Graduate and Postdoctoral Studies

By: Michael McClain
Doctoral Candidate
When: Monday, April 3, 2017
10:30 AM - 12:30 PM
Where: Dell Butcher Hall
Abstract: Al nanocrystals are a cost-effective alternative to noble metal nanomaterials with their own unique plasmonic features throughout the UV, visible, and infrared spectrum. In the past two decades, generalized rules for nanocrystal growth have been established for noble metal nanocrystals, which can now be prepared in a large range of architectures, enabling the controlled synthesis of a variety of plasmonic nanostructures. In contrast, the synthesis of Al nanocrystals requires conditions where most surfactants and additives commonly utilized for nanoparticle size and shape control cannot be used.

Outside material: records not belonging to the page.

use std::{
    collections::HashMap,
    fs::File,
    path::{Path, PathBuf},
};

use csv::{ReaderBuilder, StringRecord, Trim};
use rayon::prelude::*;

use pcd_core::{
    pointcloud::point::{Normal, Point, PointCloud},
    scene::SceneInput,
};

use super::{Parser, ParserProvider};
use crate::error::ParseError;

/// Column order assumed for files without a header row.
const ATTRIBUTE_NAMES: [&str; 7] = ["x", "y", "z", "intensity", "nx", "ny", "nz"];

/// Header spellings accepted for each attribute, compared after
/// normalization.
const ALIASES: [(&str, &str); 4] = [
    ("normalx", "nx"),
    ("normaly", "ny"),
    ("normalz", "nz"),
    ("i", "intensity"),
];

pub struct CsvParserProvider {
    pub filenames: Vec<PathBuf>,
}

impl ParserProvider for CsvParserProvider {
    fn get_parser(&self) -> Box<dyn Parser> {
        Box::new(CsvParser {
            filenames: self.filenames.clone(),
        })
    }
}

/// Reads x/y/z rows, with optional intensity and normal columns, from one or
/// more delimited text files into a single point cloud.
pub struct CsvParser {
    pub filenames: Vec<PathBuf>,
}

impl Parser for CsvParser {
    fn parse(&self) -> Result<SceneInput, ParseError> {
        let per_file = self
            .filenames
            .par_iter()
            .map(|path| parse_file(path))
            .collect::<Result<Vec<_>, _>>()?;

        let points: Vec<Point> = per_file.into_iter().flatten().collect();
        log::debug!(
            "Read {} points from {} file(s)",
            points.len(),
            self.filenames.len()
        );

        Ok(SceneInput::from_point_cloud(PointCloud::new(points)))
    }
}

fn parse_file(path: &Path) -> Result<Vec<Point>, ParseError> {
    let file = File::open(path).map_err(|source| ParseError::Io {
        path: path.to_path_buf(),
        source,
    })?;
    let mut reader = ReaderBuilder::new()
        .has_headers(false)
        .flexible(true)
        .trim(Trim::All)
        .from_reader(file);

    let mut records = reader.records();
    let Some(first) = records.next().transpose()? else {
        return Ok(Vec::new());
    };

    let has_headers = first
        .iter()
        .filter(|field| !field.is_empty())
        .any(|field| field.parse::<f64>().is_err());
    let field_mapping = create_field_mapping(&first, has_headers)?;

    let mut points = Vec::new();
    if !has_headers {
        points.push(parse_record(&first, &field_mapping)?);
    }
    for record in records {
        let record = record?;
        if record.iter().all(str::is_empty) {
            continue;
        }
        points.push(parse_record(&record, &field_mapping)?);
    }

    Ok(points)
}

fn normalize(name: &str) -> String {
    name.to_lowercase().replace(['_', '-'], "")
}

fn create_field_mapping(
    headers: &StringRecord,
    has_headers: bool,
) -> Result<HashMap<&'static str, usize>, ParseError> {
    let mut mapping = HashMap::new();

    if has_headers {
        for (index, header) in headers.iter().enumerate() {
            let normalized_header = normalize(header);
            let attribute = ATTRIBUTE_NAMES
                .iter()
                .copied()
                .find(|attr| normalize(attr) == normalized_header)
                .or_else(|| {
                    ALIASES
                        .iter()
                        .find(|(alias, _)| *alias == normalized_header)
                        .map(|(_, attr)| *attr)
                });
            if let Some(attr) = attribute {
                mapping.entry(attr).or_insert(index);
            }
        }
    } else {
        for (index, attr) in ATTRIBUTE_NAMES.iter().enumerate() {
            mapping.insert(*attr, index);
        }
    }

    for attr in ["x", "y", "z"] {
        if !mapping.contains_key(attr) {
            return Err(ParseError::MissingColumn(attr));
        }
    }

    Ok(mapping)
}

fn get_field_value<'a>(
    record: &'a StringRecord,
    field_mapping: &HashMap<&'static str, usize>,
    field_name: &str,
) -> Option<&'a str> {
    field_mapping
        .get(field_name)
        .and_then(|&index| record.get(index))
        .filter(|value| !value.is_empty())
}

fn parse_field(
    record: &StringRecord,
    field_mapping: &HashMap<&'static str, usize>,
    field_name: &'static str,
) -> Result<Option<f64>, ParseError> {
    get_field_value(record, field_mapping, field_name)
        .map(|value| {
            value
                .parse::<f64>()
                .ok()
                .filter(|v| v.is_finite())
                .ok_or_else(|| ParseError::InvalidValue {
                    field: field_name,
                    value: value.to_string(),
                    line: record.position().map(|p| p.line()).unwrap_or(0),
                })
        })
        .transpose()
}

fn parse_required(
    record: &StringRecord,
    field_mapping: &HashMap<&'static str, usize>,
    field_name: &'static str,
) -> Result<f64, ParseError> {
    parse_field(record, field_mapping, field_name)?.ok_or(ParseError::MissingColumn(field_name))
}

fn parse_record(
    record: &StringRecord,
    field_mapping: &HashMap<&'static str, usize>,
) -> Result<Point, ParseError> {
    let x = parse_required(record, field_mapping, "x")?;
    let y = parse_required(record, field_mapping, "y")?;
    let z = parse_required(record, field_mapping, "z")?;

    let mut point = Point::new(x, y, z);
    if let Some(intensity) = parse_field(record, field_mapping, "intensity")? {
        point = point.with_intensity(intensity);
    }

    // A normal is only taken when all three components are present.
    let nx = parse_field(record, field_mapping, "nx")?;
    let ny = parse_field(record, field_mapping, "ny")?;
    let nz = parse_field(record, field_mapping, "nz")?;
    if let (Some(nx), Some(ny), Some(nz)) = (nx, ny, nz) {
        point = point.with_normal(Normal::new(nx, ny, nz));
    }

    Ok(point)
}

Here, I examine how the properties of Al nanocrystal growth- crystallinity, size and shape- can be influenced by interactions with solvent molecules. Ethers and amines coordinate to alane precursors, affecting crystallinity, size, and shape of the product nanocrystal in different ways. Ethers with multiple coordinating sites can polymerize precursor alanes, increasing the temperature necessary for their decomposition, ultimately resulting in smaller particles. Highly coordinated ethers and amines allow for predictably-shaped alane polymer formation, allowing for samples with high size and shape homogeneity. These findings provide a basis for designing Al nanostructures through precursor control, and open the door for shape-controlled nanocrystals from air- and water-sensitive precursors.